Brake pads are not a one-size-fits-all part. In asphalt racing, it's not uncommon for brakes to cross the 1,000-degree threshold. But your average dirt car may only see around 500 degrees. Such extreme heat cycles on a constant basis makes it exceedingly important to use the right pad compound. With this much heat, it is also important to regularly check brake fluid. When the brakes reach upwards of 1,000 degrees, any moisture in the system (brake fluid will absorb any moisture it comes in contact with) will boil and turn to steam. This will degrade performance, as it will compress and less pressure will reach the calipers.
Pad construction has come a long way, and there are three basic types of brake pads—organic, Ferro-carbon, and sintered metallic pads. Organic pads were formally manufactured using asbestos as the friction material, due to its ability to dissipate heat efficiently. When the dangers of asbestos dust became apparent, companies switched to different friction materials such as glass and rubber, resins that are able to withstand high heat, and Kevlar. These types of brake pads are still used in commercial truck applications where large amounts of weight are consistently on the brakes.

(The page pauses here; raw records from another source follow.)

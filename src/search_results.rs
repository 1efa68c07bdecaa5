use crate::error::MetadataError;
use serde::Deserialize;
use std::fs;
use std::path::Path;
use url::Url;

/// An ASF datapool search result, one feature per granule.
#[derive(Deserialize, Debug)]
pub struct SearchResults {
    #[serde(rename = "type")]
    kind: String,
    features: Vec<Feature>,
}

#[derive(Deserialize, Debug)]
struct Feature {
    properties: Properties,
}

#[derive(Deserialize, Debug)]
struct Properties {
    url: Option<String>,
    #[serde(rename = "fileName")]
    file_name: Option<String>,
    #[serde(rename = "sceneName")]
    scene_name: Option<String>,
}

impl SearchResults {
    pub fn read<P: AsRef<Path>>(path: P) -> Result<Self, MetadataError> {
        let path = path.as_ref();
        if !path.exists() {
            return Err(MetadataError::NotFound(path.to_path_buf()));
        }
        let content = fs::read_to_string(path)?;
        let results: Self = serde_json::from_str(&content)?;
        if results.kind != "FeatureCollection" {
            return Err(MetadataError::NotFeatureCollection(results.kind));
        }
        Ok(results)
    }

    /// Granule urls in file order. Every feature must carry a parseable
    /// `url` attribute.
    pub fn urls(&self) -> Result<Vec<Url>, MetadataError> {
        self.features
            .iter()
            .enumerate()
            .map(|(index, feature)| {
                let raw = feature
                    .properties
                    .url
                    .as_deref()
                    .ok_or(MetadataError::MissingUrl(index))?;
                Url::parse(raw).map_err(|source| MetadataError::InvalidUrl { index, source })
            })
            .collect()
    }
}

#[cfg(test)]
mod tests {
    use super::*;

    const TWO_GRANULES: &str = r#"{
        "type": "FeatureCollection",
        "features": [
            {
                "type": "Feature",
                "geometry": {"type": "Polygon", "coordinates": [[[139.1, 35.2], [139.8, 35.2], [139.8, 36.0], [139.1, 36.0], [139.1, 35.2]]]},
                "properties": {
                    "url": "https://datapool.asf.alaska.edu/SLC/SA/S1A_IW_SLC__1SDV_20240116.zip",
                    "fileName": "S1A_IW_SLC__1SDV_20240116.zip",
                    "sceneName": "S1A_IW_SLC__1SDV_20240116"
                }
            },
            {
                "type": "Feature",
                "geometry": null,
                "properties": {
                    "url": "https://datapool.asf.alaska.edu/SLC/SA/S1A_IW_SLC__1SDV_20240128.zip",
                    "fileName": "S1A_IW_SLC__1SDV_20240128.zip",
                    "sceneName": "S1A_IW_SLC__1SDV_20240128"
                }
            }
        ]
    }"#;

    fn write_fixture(path: &str, content: &str) -> std::path::PathBuf {
        let path = std::path::PathBuf::from(path);
        fs::write(&path, content).unwrap();
        path
    }

    #[test]
    fn test_read_geojson() {
        let path = write_fixture("/tmp/asf-fetch-read.geojson", TWO_GRANULES);
        let results = SearchResults::read(&path).unwrap();
        assert_eq!(results.features.len(), 2);
    }

    #[test]
    fn test_urls_in_file_order() {
        let path = write_fixture("/tmp/asf-fetch-order.geojson", TWO_GRANULES);
        let results = SearchResults::read(&path).unwrap();
        let urls = results.urls().unwrap();
        assert_eq!(
            urls.iter().map(Url::as_str).collect::<Vec<_>>(),
            vec![
                "https://datapool.asf.alaska.edu/SLC/SA/S1A_IW_SLC__1SDV_20240116.zip",
                "https://datapool.asf.alaska.edu/SLC/SA/S1A_IW_SLC__1SDV_20240128.zip",
            ]
        );
    }

    #[test]
    fn test_missing_file() {
        let result = SearchResults::read("/tmp/asf-fetch-no-such-file.geojson");
        assert!(matches!(result, Err(MetadataError::NotFound(_))));
    }

    #[test]
    fn test_not_a_feature_collection() {
        let path = write_fixture(
            "/tmp/asf-fetch-wrong-kind.geojson",
            r#"{"type": "Feature", "features": []}"#,
        );
        let result = SearchResults::read(&path);
        assert!(matches!(result, Err(MetadataError::NotFeatureCollection(_))));
    }

    #[test]
    fn test_malformed_json() {
        let path = write_fixture("/tmp/asf-fetch-malformed.geojson", "not geojson at all");
        let result = SearchResults::read(&path);
        assert!(matches!(result, Err(MetadataError::Parse(_))));
    }

    #[test]
    fn test_feature_without_url() {
        let path = write_fixture(
            "/tmp/asf-fetch-no-url.geojson",
            r#"{
                "type": "FeatureCollection",
                "features": [
                    {"properties": {"url": "https://datapool.asf.alaska.edu/a.zip"}},
                    {"properties": {"fileName": "b.zip"}}
                ]
            }"#,
        );
        let results = SearchResults::read(&path).unwrap();
        let result = results.urls();
        assert!(matches!(result, Err(MetadataError::MissingUrl(1))));
    }

    #[test]
    fn test_feature_with_invalid_url() {
        let path = write_fixture(
            "/tmp/asf-fetch-bad-url.geojson",
            r#"{
                "type": "FeatureCollection",
                "features": [{"properties": {"url": "not a url"}}]
            }"#,
        );
        let results = SearchResults::read(&path).unwrap();
        let result = results.urls();
        assert!(matches!(result, Err(MetadataError::InvalidUrl { index: 0, .. })));
    }
}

Ferro-carbon pads, like most race pads, are constructed with a mixture of different metals and resins. The Ferro-carbon pads come in many different compounds for different applications from street to full-race designs. The different compounds offer drivers different heat ranges and initial bite levels, which allow you to fine-tune corner entry based on the driver's brake inputs.
Sintered metallic pads are used when grip is extremely important. Sintered metallic pads are used on airplanes, motorcycles, and in military applications. Although these pads offer a very high level of grip, they do wear much faster than organic or Ferro-carbon pads.

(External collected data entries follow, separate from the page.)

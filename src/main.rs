//! rl-queue relay - main entry point.
//!
//! Reads lines from stdin and writes each one to stdout through a
//! rate-limited queue, standing in for an outbound chat transport:
//! at most `max_slots` lines go out per `window`.

use std::io::Write;
use std::path::PathBuf;
use std::time::Duration;

use clap::Parser;
use tokio::io::{AsyncBufReadExt, BufReader};

use rl_queue::{observability, Config, RateLimitedQueue};

#[derive(Debug, Parser)]
#[command(name = "rl-queue", version, about = "Relay stdin to stdout at a bounded rate")]
struct Args {
    /// JSON configuration file.
    #[arg(long, env = "RLQ_CONFIG")]
    config: Option<PathBuf>,

    /// Lines allowed per window (overrides the config file).
    #[arg(long)]
    max_slots: Option<u32>,

    /// Window length in milliseconds (overrides the config file).
    #[arg(long)]
    window_ms: Option<u64>,
}

#[tokio::main]
async fn main() -> Result<(), Box<dyn std::error::Error>> {
    let args = Args::parse();

    // Load configuration
    let mut config = match &args.config {
        Some(path) => Config::load(path)?,
        None => Config::default(),
    };
    if let Some(max_slots) = args.max_slots {
        config.queue.max_slots = max_slots;
    }
    if let Some(window_ms) = args.window_ms {
        config.queue.window = Duration::from_millis(window_ms);
    }

    // Initialize observability
    observability::init_tracing_with(&config.observability);

    let queue = RateLimitedQueue::from_config(&config.queue)?;
    tracing::info!(
        max_slots = config.queue.max_slots,
        window = ?config.queue.window,
        "relay_started"
    );

    let mut lines = BufReader::new(tokio::io::stdin()).lines();
    let mut handles = Vec::new();
    while let Some(line) = lines.next_line().await? {
        handles.push(queue.submit(move || {
            let mut out = std::io::stdout().lock();
            writeln!(out, "{line}")?;
            out.flush()
        }));
    }

    for handle in handles {
        let task_id = handle.id().clone();
        if let Err(e) = handle.await {
            tracing::error!(task_id = %task_id, error = %e, "relay_send_failed");
        }
    }

    queue.close();
    let stats = queue.stats();
    tracing::info!(
        sent = stats.succeeded,
        failed = stats.failed + stats.panicked,
        peak_pending = stats.peak_pending,
        "relay_finished"
    );

    Ok(())
}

Something to keep in mind when talking about brake pads and braking capabilities is tires. In actuality, the brakes don't slow the car, the tires do. The braking system slows the rotation of the wheels, and the tires' traction on the ground reduces the momentum of the vehicle. The limit of traction can be greater or less than the braking system's abilities, and sometimes what may be a traction issue can be misdiagnosed as a braking issue.
Bedding Your Pads
You may be wondering what bedding in the pads means and why it's important. The concept is pretty simple. You make a series of aggressive stops with new rotors and pads to bring them up to temperature for the first time. In the process, you are transferring a thin layer of pad material to the surface of the rotor. This allows the pads and rotors to last longer, but it also improves braking abilities as the pads get a better grip on a rotor when it has this layer of material on it.
Ferodo and PFC offer some pad shapes pre-bedded. This freed up practice time because teams didn't have to waste a session just for bedding brakes.
When it comes to bedding brakes, the process is similar, but most manufacturers have different requirements. Call us (800-733-8384) or check with your specific brake pad manufacturer for specific bedding instruction.
Coming to a Stop
The perfect braking system comes down to having the correct parts. The combination of the right calipers with the correct piston sizes, the right rotors made from the right material, the right pads, and the right fluid pushed through a properly sized master cylinder needs to be inline for everything to work as intended. If any one of these pieces is off by too much, your braking capabilities will be compromised. Whatever you run for brakes, wide-5 to stock binders, to Wilwood's six-piston race brakes, having the right combination will make or break your ability to stop.